Europe - Agreement on pay-transparency measures to expose gender pay gap

On 15 December, a provisional trilogue agreement on binding pay transparency measures has been reached between the European Parliament and negotiators from the EU Member States. Parliament and Council will still have to formally approve the agreement. The new rules will come into force twenty days after their publication in the EU Official Journal. According to the agreement, EU companies will be required to disclose information that makes it easier to compare salaries for those working for the same employer and expose the existing gender pay gap. Pay structures to compare pay levels should be based on gender-neutral criteria and include gender-neutral job evaluation and classification systems. Vacancy notices and job titles will have to be gender neutral and recruitment processes led in a non-discriminatory manner. If pay reporting shows a gender pay gap of at least 5%, employers will have to conduct a joint pay assessment in cooperation with their workers’ representatives. Member states will have to put in place effective, proportionate and dissuasive penalties, such as fines, for employers that infringe the rules

Bulgaria - First collective agreement in light industry 

The multinational STS Medical Group and the Federation of Light Industry, signed their first collective agreement. The signing took place four days after a protest rally where hundreds of workers demanded adequate pay for their work. This first collective agreement means that the minimum wage for the company will increase to BGN 1,000 (€ 510). Workers will receive an increase in food vouchers from BGN 80 (€ 41) to BGN 200 (€ 102), as well as a Christmas supplement of BGN 60 (€ 31). The agreement also stipulates the participation of the trade union in internal wage negotiations and working conditions. 

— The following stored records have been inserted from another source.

//! Error types for configuration operations.

use std::path::PathBuf;
use thiserror::Error;

/// Errors that can occur during configuration operations.
#[derive(Debug, Error)]
pub enum ConfigError {
    /// Failed to read a file
    #[error("failed to read file '{path}': {source}")]
    ReadFile {
        /// Path of the file that could not be read.
        path: PathBuf,
        /// Underlying I/O error.
        #[source]
        source: std::io::Error,
    },

    /// Failed to write a file
    #[error("failed to write file '{path}': {source}")]
    WriteFile {
        /// Path of the file that could not be written.
        path: PathBuf,
        /// Underlying I/O error.
        #[source]
        source: std::io::Error,
    },

    /// Failed to parse `runtime.json`
    #[error("failed to parse runtime.json: {0}")]
    JsonParse(#[from] serde_json::Error),

    /// Failed to create directory
    #[error("failed to create directory '{path}': {source}")]
    CreateDir {
        /// Path of the directory that could not be created.
        path: PathBuf,
        /// Underlying I/O error.
        #[source]
        source: std::io::Error,
    },
}

impl ConfigError {
    /// Create a read file error.
    pub fn read_file(path: impl Into<PathBuf>, source: std::io::Error) -> Self {
        ConfigError::ReadFile { path: path.into(), source }
    }

    /// Create a write file error.
    pub fn write_file(path: impl Into<PathBuf>, source: std::io::Error) -> Self {
        ConfigError::WriteFile { path: path.into(), source }
    }

    /// Create a create directory error.
    pub fn create_dir(path: impl Into<PathBuf>, source: std::io::Error) -> Self {
        ConfigError::CreateDir { path: path.into(), source }
    }
}
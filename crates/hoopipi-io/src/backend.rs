//! Pluggable audio backend abstraction.
//!
//! This module defines the [`AudioBackend`] trait, which decouples HoopiPi's audio
//! processing pipeline from any specific platform audio API. The default implementation
//! wraps [cpal](https://crates.io/crates/cpal) (feature `"cpal-backend"`), but the
//! trait is designed so that alternative backends can be swapped in:
//!
//! - **Desktop**: cpal (ALSA, CoreAudio, WASAPI) — the default
//! - **Plugin hosts**: Host-provided buffers (CLAP/VST3) — no backend needed
//! - **Embedded**: DMA/I2S interrupt-driven I/O
//! - **WASM**: WebAudio AudioWorklet
//! - **Testing**: Deterministic mock backend for CI
//!
//! ## Architecture
//!
//! ```text
//! ┌──────────────────────────────────┐
//! │         Application code         │
//! │  (CLI, GUI, embedded main loop)  │
//! └──────────────┬───────────────────┘
//!                │ uses AudioBackend trait
//!                ▼
//! ┌──────────────────────────────────┐
//! │        AudioBackend trait         │
//! │  list_devices / build_streams    │
//! └──────────────┬───────────────────┘
//!                │ implemented by
//!        ┌───────┴────────┐
//!        ▼                ▼
//! ┌─────────────┐  ┌─────────────┐
//! │ CpalBackend │  │ (future)    │
//! │  (default)  │  │ AlsaDirect, │
//! │             │  │ Mock, etc.  │
//! └─────────────┘  └─────────────┘
//! ```
//!
//! ## Design Rationale (ADR-023)
//!
//! The trait uses boxed closures for callbacks rather than generic parameters, making
//! `AudioBackend` object-safe and enabling runtime backend selection. Stream handles
//! are returned as [`StreamHandle`], a type-erased wrapper that automatically stops
//! playback on drop. This keeps platform-specific types out of application code.

use crate::Result;
use std::sync::{Arc, Mutex};

/// Audio device information surfaced by [`AudioBackend::list_devices`].
#[derive(Debug, Clone)]
pub struct AudioDevice {
    /// Device name as reported by the platform audio API.
    pub name: String,
    /// True if the device supports audio input (capture).
    pub is_input: bool,
    /// True if the device supports audio output (playback).
    pub is_output: bool,
    /// The device's default sample rate in Hz.
    pub default_sample_rate: u32,
}

/// Configuration for building an audio stream.
///
/// ## Fields
///
/// - `sample_rate`: Requested sample rate in Hz (default: 48000)
/// - `buffer_size`: Preferred buffer size in frames (default: 256)
/// - `channels`: Number of audio channels (default: 2, stereo)
/// - `device_name`: Optional device name filter (uses default device if `None`)
#[derive(Debug, Clone)]
pub struct BackendStreamConfig {
    /// Requested sample rate in Hz.
    pub sample_rate: u32,
    /// Preferred buffer size in frames.
    pub buffer_size: u32,
    /// Number of audio channels.
    pub channels: u16,
    /// Optional device name (uses system default if `None`).
    pub device_name: Option<String>,
}

impl Default for BackendStreamConfig {
    fn default() -> Self {
        Self {
            sample_rate: 48000,
            buffer_size: 256,
            channels: 2,
            device_name: None,
        }
    }
}

/// Type-erased audio stream handle.
///
/// Wraps a backend-specific stream object. The stream is active while this handle
/// exists; dropping it stops playback/capture. This design ensures RAII cleanup
/// regardless of which backend produced the stream.
///
/// The inner value is `Box<dyn Send>`, keeping backend types out of application code.
pub struct StreamHandle {
    /// The backend-specific stream object, kept alive via RAII.
    _inner: Box<dyn Send>,
}

impl StreamHandle {
    /// Create a new stream handle wrapping a backend-specific stream object.
    ///
    /// The wrapped value is kept alive until this handle is dropped.
    /// The type `T` must be `Send + 'static` so it can be safely moved
    /// between threads.
    pub fn new<T: Send + 'static>(stream: T) -> Self {
        Self {
            _inner: Box::new(stream),
        }
    }
}

impl std::fmt::Debug for StreamHandle {
    fn fmt(&self, f: &mut std::fmt::Formatter<'_>) -> std::fmt::Result {
        f.debug_struct("StreamHandle").finish_non_exhaustive()
    }
}

/// Audio output callback signature.
///
/// Called by the audio backend on the real-time audio thread. The callback receives
/// a mutable buffer of interleaved f32 samples that it must fill with output audio.
///
/// ## Buffer Layout
///
/// For stereo (2-channel) output, samples are interleaved: `[L0, R0, L1, R1, ...]`.
/// The buffer length is `frames * channels`.
///
/// ## Real-Time Safety
///
/// This callback runs on the audio thread. Implementations must not allocate,
/// lock mutexes, or perform I/O. Use lock-free structures (atomic, ring buffers)
/// to communicate with other threads.
pub type OutputCallback = Box<dyn FnMut(&mut [f32]) + Send>;

/// Audio input callback signature.
///
/// Called by the audio backend on the real-time audio thread with captured input
/// samples. The buffer contains interleaved f32 samples.
///
/// ## Buffer Layout
///
/// Same interleaved layout as [`OutputCallback`]: `[L0, R0, L1, R1, ...]`.
pub type InputCallback = Box<dyn FnMut(&[f32]) + Send>;

/// Error callback signature.
///
/// Called when the audio backend encounters an error during streaming.
/// The callback receives a human-readable error message.
pub type ErrorCallback = Box<dyn FnMut(&str) + Send>;

/// Duplex period callback: captured interleaved input, buffer to fill with output.
///
/// Both slices have the same frame count. This is the shape the engine's own
/// `process_stereo` period callback expects (§6 of the engine contract):
/// interleaved float input in, interleaved float output out, same length.
pub type DuplexCallback = Box<dyn FnMut(&[f32], &mut [f32]) + Send>;

/// Pluggable audio backend trait.
///
/// Abstracts over platform-specific audio APIs (cpal, ALSA, CoreAudio, WASAPI,
/// AAudio, WebAudio, etc.) to provide a uniform interface for device enumeration
/// and stream construction.
///
/// ## Object Safety
///
/// This trait is object-safe, enabling runtime backend selection via
/// `Box<dyn AudioBackend>`. All callbacks use boxed closures, and stream handles
/// are type-erased.
///
/// ## Implementing a Custom Backend
///
/// ```rust,ignore
/// use hoopipi_io::backend::{AudioBackend, BackendStreamConfig, StreamHandle,
///                          OutputCallback, InputCallback, ErrorCallback};
/// use hoopipi_io::{AudioDevice, Result};
///
/// struct MyBackend { /* ... */ }
///
/// impl AudioBackend for MyBackend {
///     fn name(&self) -> &str { "my-backend" }
///
///     fn list_devices(&self) -> Result<Vec<AudioDevice>> {
///         // Enumerate hardware devices
///         todo!()
///     }
///
///     fn default_output_device(&self) -> Result<Option<AudioDevice>> {
///         // Return system default
///         todo!()
///     }
///
///     fn default_input_device(&self) -> Result<Option<AudioDevice>> {
///         todo!()
///     }
///
///     fn build_output_stream(
///         &self,
///         config: &BackendStreamConfig,
///         callback: OutputCallback,
///         error_callback: ErrorCallback,
///     ) -> Result<StreamHandle> {
///         // Set up platform-specific output stream
///         todo!()
///     }
///
///     fn build_input_stream(
///         &self,
///         config: &BackendStreamConfig,
///         callback: InputCallback,
///         error_callback: ErrorCallback,
///     ) -> Result<StreamHandle> {
///         // Set up platform-specific input stream
///         todo!()
///     }
/// }
/// ```
pub trait AudioBackend: Send {
    /// Human-readable name of this backend (e.g., "cpal", "alsa-direct", "mock").
    fn name(&self) -> &str;

    /// List all available audio devices.
    fn list_devices(&self) -> Result<Vec<AudioDevice>>;

    /// Get the default output device, if any.
    fn default_output_device(&self) -> Result<Option<AudioDevice>>;

    /// Get the default input device, if any.
    fn default_input_device(&self) -> Result<Option<AudioDevice>>;

    /// Build an output-only audio stream.
    ///
    /// The `callback` is invoked on the audio thread with a mutable buffer
    /// of interleaved f32 samples that must be filled with output audio.
    ///
    /// The returned [`StreamHandle`] keeps the stream alive. Dropping it stops
    /// playback.
    ///
    /// ## Arguments
    ///
    /// - `config`: Stream configuration (sample rate, buffer size, channels, device)
    /// - `callback`: Called per audio buffer to generate output samples
    /// - `error_callback`: Called when the backend encounters a streaming error
    fn build_output_stream(
        &self,
        config: &BackendStreamConfig,
        callback: OutputCallback,
        error_callback: ErrorCallback,
    ) -> Result<StreamHandle>;

    /// Build an input-only audio stream.
    ///
    /// The `callback` is invoked on the audio thread with a buffer of captured
    /// interleaved f32 samples.
    ///
    /// The returned [`StreamHandle`] keeps the stream alive. Dropping it stops
    /// capture.
    ///
    /// ## Arguments
    ///
    /// - `config`: Stream configuration (sample rate, buffer size, channels, device)
    /// - `callback`: Called per audio buffer with captured input samples
    /// - `error_callback`: Called when the backend encounters a streaming error
    fn build_input_stream(
        &self,
        config: &BackendStreamConfig,
        callback: InputCallback,
        error_callback: ErrorCallback,
    ) -> Result<StreamHandle>;

    /// Query the actual sample rate the backend will use for the given config.
    ///
    /// Some backends may not support the exact requested sample rate and will
    /// use the closest available rate. This method returns what would actually
    /// be used. Default implementation returns the requested rate unchanged.
    fn actual_sample_rate(&self, config: &BackendStreamConfig) -> u32 {
        config.sample_rate
    }

    /// Build a duplex (input-driven, output-producing) stream pair.
    ///
    /// Most consumer audio APIs, cpal included, expose input and output as two
    /// independent callback-driven streams rather than one true duplex
    /// callback. This default implementation bridges the two with a small
    /// latest-period handoff buffer: the input stream copies each captured
    /// period into the handoff slot, and the output stream's callback reads
    /// the most recently handed-off period and passes it to `process` before
    /// writing the result to the device. If the output callback runs before
    /// the input side has produced a period (stream startup), it is handed
    /// silence.
    ///
    /// Backends with genuine single-callback duplex I/O should override this
    /// with a native implementation; the handoff buffer here costs one extra
    /// period of latency in the worst case, acceptable for the CLI/demo host
    /// but not a substitute for a platform-native duplex path in a shipping
    /// product.
    fn build_duplex_stream(
        &self,
        config: &BackendStreamConfig,
        mut process: DuplexCallback,
        error_callback: ErrorCallback,
    ) -> Result<(StreamHandle, StreamHandle)> {
        let period_frames = config.buffer_size as usize * config.channels as usize;
        let handoff: Arc<Mutex<Vec<f32>>> = Arc::new(Mutex::new(vec![0.0; period_frames]));
        let shared_error: Arc<Mutex<ErrorCallback>> = Arc::new(Mutex::new(error_callback));

        let handoff_in = Arc::clone(&handoff);
        let error_in = Arc::clone(&shared_error);
        let input_stream = self.build_input_stream(
            config,
            Box::new(move |data: &[f32]| {
                if let Ok(mut buf) = handoff_in.lock() {
                    buf.clear();
                    buf.extend_from_slice(data);
                }
            }),
            Box::new(move |msg| {
                if let Ok(mut cb) = error_in.lock() {
                    cb(msg);
                }
            }),
        )?;

        let handoff_out = Arc::clone(&handoff);
        let error_out = Arc::clone(&shared_error);
        let mut scratch_in = vec![0.0f32; period_frames];
        let output_stream = self.build_output_stream(
            config,
            Box::new(move |out: &mut [f32]| {
                scratch_in.clear();
                scratch_in.resize(out.len(), 0.0);
                if let Ok(buf) = handoff_out.lock() {
                    let n = buf.len().min(out.len());
                    scratch_in[..n].copy_from_slice(&buf[..n]);
                }
                process(&scratch_in, out);
            }),
            Box::new(move |msg| {
                if let Ok(mut cb) = error_out.lock() {
                    cb(msg);
                }
            }),
        )?;

        Ok((input_stream, output_stream))
    }
}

Iceland - New agreement between union and employers’ federation 

A new short-term agreement has been reached between the trade union SGS and SA, the Federation of Icelandic Employers. The agreement was reached between 17 of SGS’s member organisations and SA. Rising interest rates have complicated wage negotiations between many trade unions and SA, with short-term contracts seen as a compromise to cope with the immediate impact of inflation and interest rates, without locking unions and employers into longer-term contracts that may not be suited to economic conditions in the traditional three-year period. The agreement will be valid from November 2022 until the end of January 2024. It includes a flat minimum raise, as well as more holidays and adjustments for inflation. 

Portugal - Wage rise in supermarket chain  

Supermarket chain Mercadona approved wage increases for its entire workforce in Spain and Portugal, saying they would be in line with the official rate of inflation recorded in December. The measure will enter into force starting from the January payslips of the more than 96,000 employees in Spain and Portugal, matching December’s Consumer Price Index (CPI) of each country. The hike will not only affect workers’ base salaries, as stipulated in its collective agreement, but also their total wages including bonuses. 

Switzerland - Pay rise for call centres 

Following successful wage negotiations between the collective bargaining parties, wages for employees in the call and contact centre industry will be increased in the coming year. The minimum wages in the collective agreement will be increased by 1.5 or 3%, depending on the wage scale and taking into account the latest wage structure survey by the Federal Statistical Office. The new minimum wages will come into force as soon as they are declared generally binding by the Federal Council. The collective agreement for the contact and call centre industry has been generally binding for the approximately 4,400 employees in this segment since 2018.